Günler haftaları kovaladı. Madalyon, İstanbul Arkeoloji Müzesi’ne ödünç olarak gönderildi; Leyla’nın ismi tezlerde, ders kitaplarında anılmaya başlandı. Mehmet, köyün muhtarı olarak yol çalışmalarını hızlandırdı; turistlerin gelişine karşı konaklama tesisleri açıldı. Köyün çocuklarına ücretsiz tarih eğitimi verildi. Leyla ise her gece köprünün yanındaki taş bankta oturup sisin ardındaki kayalıkları seyrederken bir huzur buldu: Bilim, paylaşınca gerçek anlamını kazanıyordu.

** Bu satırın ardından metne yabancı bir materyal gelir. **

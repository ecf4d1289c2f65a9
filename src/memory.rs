//! An in-process document tree.
//!
//! [`MemoryDocument`] implements [`Host`] without a browser. It follows DOM semantics where components can observe them:
//! appending an attached node moves it, replacing keeps the position, and hierarchy errors leave the tree untouched.
//!
//! Nodes are not reclaimed individually. The whole tree, listeners included, is freed with the last [`MemoryDocument`] handle;
//! listeners that need the document again hold a [`WeakMemoryDocument`].

use crate::{
	binding::EventBinding,
	host::{Host, InputEvent},
};
use core::fmt::Write as _;
use std::{
	cell::RefCell,
	rc::{Rc, Weak},
};
use tracing::{error, trace, warn};

/// A node handle into one specific [`MemoryDocument`].
#[derive(Debug, Clone, Copy, PartialEq, Eq, Hash, PartialOrd, Ord)]
pub struct NodeId(usize);

/// An event dispatched through [`MemoryDocument::dispatch_event`].
///
/// Form state travels with the event, since memory nodes have no properties aside from attributes.
#[derive(Debug, Clone, PartialEq, Eq)]
pub struct MemoryEvent {
	event_type: String,
	target: NodeId,
	value: Option<String>,
	checked: Option<bool>,
}

impl MemoryEvent {
	#[must_use]
	pub fn new(event_type: impl Into<String>, target: NodeId) -> Self {
		Self {
			event_type: event_type.into(),
			target,
			value: None,
			checked: None,
		}
	}

	#[must_use]
	pub fn with_value(mut self, value: impl Into<String>) -> Self {
		self.value = Some(value.into());
		self
	}

	#[must_use]
	pub fn with_checked(mut self, checked: bool) -> Self {
		self.checked = Some(checked);
		self
	}

	#[must_use]
	pub fn event_type(&self) -> &str {
		&self.event_type
	}

	#[must_use]
	pub fn target(&self) -> NodeId {
		self.target
	}
}

impl InputEvent for MemoryEvent {
	fn target_value(&self) -> Option<String> {
		self.value.clone()
	}

	fn target_checked(&self) -> Option<bool> {
		self.checked
	}
}

#[derive(Debug)]
enum NodeData {
	Element { tag: String, attributes: Vec<(String, String)> },
	Text(String),
}

#[derive(Debug)]
struct NodeEntry {
	data: NodeData,
	parent: Option<NodeId>,
	children: Vec<NodeId>,
	listeners: Vec<EventBinding<MemoryEvent>>,
}

#[derive(Debug, Default)]
struct Tree {
	nodes: Vec<NodeEntry>,
}

impl Tree {
	fn insert(&mut self, data: NodeData) -> NodeId {
		self.nodes.push(NodeEntry {
			data,
			parent: None,
			children: Vec::new(),
			listeners: Vec::new(),
		});
		NodeId(self.nodes.len() - 1)
	}

	fn get(&self, id: NodeId) -> Option<&NodeEntry> {
		let entry = self.nodes.get(id.0);
		if entry.is_none() {
			error!(?id, "Node doesn't belong to this document.");
		}
		entry
	}

	fn get_mut(&mut self, id: NodeId) -> Option<&mut NodeEntry> {
		let entry = self.nodes.get_mut(id.0);
		if entry.is_none() {
			error!(?id, "Node doesn't belong to this document.");
		}
		entry
	}

	fn is_element(&self, id: NodeId) -> bool {
		matches!(self.get(id), Some(NodeEntry { data: NodeData::Element { .. }, .. }))
	}

	/// Whether `ancestor` is `node` or one of its ancestors.
	fn is_inclusive_ancestor(&self, ancestor: NodeId, node: NodeId) -> bool {
		let mut current = Some(node);
		while let Some(id) = current {
			if id == ancestor {
				return true;
			}
			current = self.get(id).and_then(|entry| entry.parent);
		}
		false
	}

	fn detach(&mut self, id: NodeId) {
		let parent = match self.get_mut(id).and_then(|entry| entry.parent.take()) {
			Some(parent) => parent,
			None => return,
		};
		if let Some(parent) = self.get_mut(parent) {
			parent.children.retain(|&child| child != id);
		}
	}

	fn write_html(&self, id: NodeId, html: &mut String) {
		let entry = match self.get(id) {
			Some(entry) => entry,
			None => return,
		};
		match &entry.data {
			NodeData::Text(text) => escape_into(html, text, false),
			NodeData::Element { tag, attributes } => {
				html.push('<');
				html.push_str(tag);
				for (name, value) in attributes {
					let _ = write!(html, " {}=\"", name);
					escape_into(html, value, true);
					html.push('"');
				}
				html.push('>');
				if VOID_ELEMENTS.contains(&tag.as_str()) && entry.children.is_empty() {
					return;
				}
				for &child in &entry.children {
					self.write_html(child, html);
				}
				let _ = write!(html, "</{}>", tag);
			}
		}
	}

	fn write_text(&self, id: NodeId, text: &mut String) {
		if let Some(entry) = self.get(id) {
			match &entry.data {
				NodeData::Text(data) => text.push_str(data),
				NodeData::Element { .. } => {
					for &child in &entry.children {
						self.write_text(child, text);
					}
				}
			}
		}
	}

	fn collect_elements(&self, id: NodeId, predicate: &dyn Fn(&str, &[(String, String)]) -> bool, found: &mut Vec<NodeId>) {
		if let Some(entry) = self.get(id) {
			for &child in &entry.children {
				if let Some(NodeEntry {
					data: NodeData::Element { tag, attributes },
					..
				}) = self.get(child)
				{
					if predicate(tag, attributes) {
						found.push(child);
					}
				}
				self.collect_elements(child, predicate, found);
			}
		}
	}
}

const VOID_ELEMENTS: &[&str] = &["area", "base", "br", "col", "embed", "hr", "img", "input", "link", "meta", "source", "track", "wbr"];

fn escape_into(html: &mut String, text: &str, attribute: bool) {
	for c in text.chars() {
		match c {
			'&' => html.push_str("&amp;"),
			'<' if !attribute => html.push_str("&lt;"),
			'>' if !attribute => html.push_str("&gt;"),
			'"' if attribute => html.push_str("&quot;"),
			c => html.push(c),
		}
	}
}

/// A document that exists only in memory, with a `<body>` element as root.
///
/// Cloning the handle shares the document.
#[derive(Debug, Clone)]
pub struct MemoryDocument {
	tree: Rc<RefCell<Tree>>,
	body: NodeId,
}

/// A [`MemoryDocument`] handle that doesn't keep the tree alive.
#[derive(Debug, Clone)]
pub struct WeakMemoryDocument {
	tree: Weak<RefCell<Tree>>,
	body: NodeId,
}

impl Default for MemoryDocument {
	fn default() -> Self {
		Self::new()
	}
}

impl MemoryDocument {
	#[must_use]
	pub fn new() -> Self {
		let mut tree = Tree::default();
		let body = tree.insert(NodeData::Element {
			tag: "body".to_owned(),
			attributes: Vec::new(),
		});
		Self {
			tree: Rc::new(RefCell::new(tree)),
			body,
		}
	}

	/// The document's root element. Nodes only count as "live" if they are attached below it.
	#[must_use]
	pub fn body(&self) -> NodeId {
		self.body
	}

	#[must_use]
	pub fn tag_name(&self, node: NodeId) -> Option<String> {
		match &self.tree.borrow().get(node)?.data {
			NodeData::Element { tag, .. } => Some(tag.clone()),
			NodeData::Text(_) => None,
		}
	}

	/// The data of a text node.
	#[must_use]
	pub fn text(&self, node: NodeId) -> Option<String> {
		match &self.tree.borrow().get(node)?.data {
			NodeData::Text(text) => Some(text.clone()),
			NodeData::Element { .. } => None,
		}
	}

	#[must_use]
	pub fn attribute(&self, node: NodeId, name: &str) -> Option<String> {
		match &self.tree.borrow().get(node)?.data {
			NodeData::Element { attributes, .. } => attributes.iter().find(|(n, _)| n == name).map(|(_, value)| value.clone()),
			NodeData::Text(_) => None,
		}
	}

	#[must_use]
	pub fn has_attribute(&self, node: NodeId, name: &str) -> bool {
		self.attribute(node, name).is_some()
	}

	/// Attribute names of an element, in the order they were first set.
	#[must_use]
	pub fn attribute_names(&self, node: NodeId) -> Vec<String> {
		match self.tree.borrow().get(node).map(|entry| &entry.data) {
			Some(NodeData::Element { attributes, .. }) => attributes.iter().map(|(name, _)| name.clone()).collect(),
			_ => Vec::new(),
		}
	}

	#[must_use]
	pub fn child_nodes(&self, node: NodeId) -> Vec<NodeId> {
		self.tree.borrow().get(node).map(|entry| entry.children.clone()).unwrap_or_default()
	}

	#[must_use]
	pub fn text_content(&self, node: NodeId) -> String {
		let mut text = String::new();
		self.tree.borrow().write_text(node, &mut text);
		text
	}

	/// Serializes `node` and its subtree like `outerHTML` does.
	#[must_use]
	pub fn outer_html(&self, node: NodeId) -> String {
		let mut html = String::new();
		self.tree.borrow().write_html(node, &mut html);
		html
	}

	/// Descendant elements of `root` (excluding `root`) with the given tag, in tree order.
	#[must_use]
	pub fn elements_by_tag_name(&self, root: NodeId, tag: &str) -> Vec<NodeId> {
		let mut found = Vec::new();
		self.tree.borrow().collect_elements(root, &|t, _| t == tag, &mut found);
		found
	}

	/// The first element with the given `id` attribute at or below `root`.
	#[must_use]
	pub fn element_by_id(&self, root: NodeId, id: &str) -> Option<NodeId> {
		if self.attribute(root, "id").as_deref() == Some(id) {
			return Some(root);
		}
		let mut found = Vec::new();
		self.tree
			.borrow()
			.collect_elements(root, &|_, attributes| attributes.iter().any(|(name, value)| name == "id" && value == id), &mut found);
		found.first().copied()
	}

	/// Whether `node` is attached below [`body`](`MemoryDocument::body`).
	#[must_use]
	pub fn is_connected(&self, node: NodeId) -> bool {
		self.tree.borrow().is_inclusive_ancestor(self.body, node)
	}

	#[must_use]
	pub fn listener_count(&self, node: NodeId) -> usize {
		self.tree.borrow().get(node).map_or(0, |entry| entry.listeners.len())
	}

	/// Invokes the listeners registered on the event's target for its event type, in registration order.
	///
	/// Events don't bubble. Returns how many listeners ran.
	pub fn dispatch_event(&self, event: &MemoryEvent) -> usize {
		// Listeners re-render, so the tree must not stay borrowed while they run.
		let listeners: Vec<_> = match self.tree.borrow().get(event.target) {
			Some(entry) => entry.listeners.iter().filter(|binding| binding.event_type() == event.event_type).cloned().collect(),
			None => return 0,
		};
		trace!(event_type = %event.event_type, count = listeners.len(), "Dispatching event.");
		for binding in &listeners {
			binding.invoke(event);
		}
		listeners.len()
	}

	pub fn click(&self, node: NodeId) -> usize {
		self.dispatch_event(&MemoryEvent::new("click", node))
	}

	/// Dispatches an `input` event as if the user typed `value` into `node`.
	pub fn input(&self, node: NodeId, value: &str) -> usize {
		self.dispatch_event(&MemoryEvent::new("input", node).with_value(value))
	}

	/// Dispatches a `change` event as if the user (un)checked `node`.
	pub fn change_checked(&self, node: NodeId, checked: bool) -> usize {
		self.dispatch_event(&MemoryEvent::new("change", node).with_checked(checked))
	}
}

impl Host for MemoryDocument {
	type Node = NodeId;
	type Event = MemoryEvent;
	type WeakHost = WeakMemoryDocument;

	fn downgrade(&self) -> WeakMemoryDocument {
		WeakMemoryDocument {
			tree: Rc::downgrade(&self.tree),
			body: self.body,
		}
	}

	fn upgrade(weak: &WeakMemoryDocument) -> Option<Self> {
		Some(Self {
			tree: weak.tree.upgrade()?,
			body: weak.body,
		})
	}

	fn create_element(&self, tag: &str) -> NodeId {
		self.tree.borrow_mut().insert(NodeData::Element {
			tag: tag.to_owned(),
			attributes: Vec::new(),
		})
	}

	fn create_text_node(&self, text: &str) -> NodeId {
		self.tree.borrow_mut().insert(NodeData::Text(text.to_owned()))
	}

	fn set_attribute(&self, node: &NodeId, name: &str, value: &str) {
		let mut tree = self.tree.borrow_mut();
		match tree.get_mut(*node).map(|entry| &mut entry.data) {
			Some(NodeData::Element { attributes, .. }) => match attributes.iter_mut().find(|(n, _)| n == name) {
				Some((_, existing)) => value.clone_into(existing),
				None => attributes.push((name.to_owned(), value.to_owned())),
			},
			Some(NodeData::Text(_)) => error!(name, "Cannot set an attribute on a text node. Ignoring."),
			None => (),
		}
	}

	fn append_child(&self, parent: &NodeId, child: &NodeId) {
		let mut tree = self.tree.borrow_mut();
		if tree.get(*child).is_none() {
			return;
		}
		if !tree.is_element(*parent) {
			return error!(?parent, "Only elements can have children. Ignoring.");
		}
		if tree.is_inclusive_ancestor(*child, *parent) {
			return error!(?parent, ?child, "Appending would create a cycle. Ignoring.");
		}

		tree.detach(*child);
		if let Some(entry) = tree.get_mut(*child) {
			entry.parent = Some(*parent);
		}
		if let Some(entry) = tree.get_mut(*parent) {
			entry.children.push(*child);
		}
	}

	fn add_event_listener(&self, node: &NodeId, binding: &EventBinding<MemoryEvent>) {
		if let Some(entry) = self.tree.borrow_mut().get_mut(*node) {
			entry.listeners.push(binding.clone());
		}
	}

	fn parent_node(&self, node: &NodeId) -> Option<NodeId> {
		self.tree.borrow().get(*node)?.parent
	}

	fn replace_child(&self, parent: &NodeId, new_child: &NodeId, old_child: &NodeId) {
		if new_child == old_child {
			return;
		}

		let mut tree = self.tree.borrow_mut();
		if tree.get(*new_child).is_none() {
			return;
		}
		if tree.get(*old_child).and_then(|entry| entry.parent) != Some(*parent) {
			return error!(?parent, ?old_child, "The node to be replaced is not a child of this parent. Ignoring.");
		}
		if tree.is_inclusive_ancestor(*new_child, *parent) {
			return error!(?parent, ?new_child, "Replacing would create a cycle. Ignoring.");
		}

		// Detaching first matters if the new node is a sibling, as that shifts the old node's index.
		tree.detach(*new_child);
		let index = match tree.get(*parent).and_then(|entry| entry.children.iter().position(|child| child == old_child)) {
			Some(index) => index,
			None => return warn!("Lost track of the node to be replaced. Ignoring."),
		};
		if let Some(entry) = tree.get_mut(*parent) {
			entry.children[index] = *new_child;
		}
		if let Some(entry) = tree.get_mut(*old_child) {
			entry.parent = None;
		}
		if let Some(entry) = tree.get_mut(*new_child) {
			entry.parent = Some(*parent);
		}
	}
}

Aylar sonra, Melik Köprüsü’nün sırrı tarihin karanlık dehlizlerinden çıkarılmış, gün ışığına çıkmıştı. Leyla hayatının en büyük keşfini yapmış; fakat en değerlisi, insanlarla kurduğu bağ olmuştu. Mehmet’le aralarında filizlenen sevgi, köyün yeni umudu olarak köprünün üzerine kurulmuştu. Bir gün, güneşin alacakaranlığa karıştığı saatlerde, Leyla elindeki küçük madalyonu Mehmet’e uzattı: “Bu benim karanlığıma ışık oldu.” Mehmet gülümsedi ve köprünün ayaklarına vuran hafif dalgalara bakarak cevap verdi: “Ve benim karanlığımı da aydınlattı.”
Ve böylece, yüzyıllar boyunca sessiz sedasız duran Melik Köprüsü, insanlığın merakı, cesareti ve dayanışmasıyla yeniden hayat buldu. Anılar, haritalar ve rüzgârın taşıdığı tarihin yankıları bir araya geldiğinde en büyük hazine, yalnızca altın kaplı bir madalyon değil; ortak bir geleceğin umut dolu hikâyesiydi.